* _What this task involves_:
Using the records below, quote only the span that opens with the line containing "sections on top." and closes with the line containing "Later sources win.", exactly and inclusively.

[[ Dataset extract, beginning ]]

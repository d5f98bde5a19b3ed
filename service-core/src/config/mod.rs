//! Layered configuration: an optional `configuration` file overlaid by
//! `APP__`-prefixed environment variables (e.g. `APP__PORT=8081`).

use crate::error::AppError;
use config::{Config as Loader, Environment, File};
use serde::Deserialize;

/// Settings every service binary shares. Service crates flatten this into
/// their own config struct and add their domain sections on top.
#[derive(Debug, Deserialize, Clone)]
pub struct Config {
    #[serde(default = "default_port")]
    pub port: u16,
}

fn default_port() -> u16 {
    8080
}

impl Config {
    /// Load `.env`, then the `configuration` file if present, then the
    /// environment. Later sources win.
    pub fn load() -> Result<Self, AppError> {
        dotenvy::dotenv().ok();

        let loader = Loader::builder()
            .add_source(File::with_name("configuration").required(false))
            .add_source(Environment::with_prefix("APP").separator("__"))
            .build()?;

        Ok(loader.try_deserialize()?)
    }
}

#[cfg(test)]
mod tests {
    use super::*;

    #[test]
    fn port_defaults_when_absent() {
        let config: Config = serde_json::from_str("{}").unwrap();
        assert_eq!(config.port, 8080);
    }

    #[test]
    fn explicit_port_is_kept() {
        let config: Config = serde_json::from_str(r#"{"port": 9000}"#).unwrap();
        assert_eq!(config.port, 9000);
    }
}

[[ Dataset extract, end ]]

* _Solution for this exercise_:
/// their own config struct and add their domain sections on top.
#[derive(Debug, Deserialize, Clone)]
pub struct Config {
    #[serde(default = "default_port")]
    pub port: u16,
}

fn default_port() -> u16 {
    8080
}

impl Config {
    /// Load `.env`, then the `configuration` file if present, then the
    /// environment. Later sources win.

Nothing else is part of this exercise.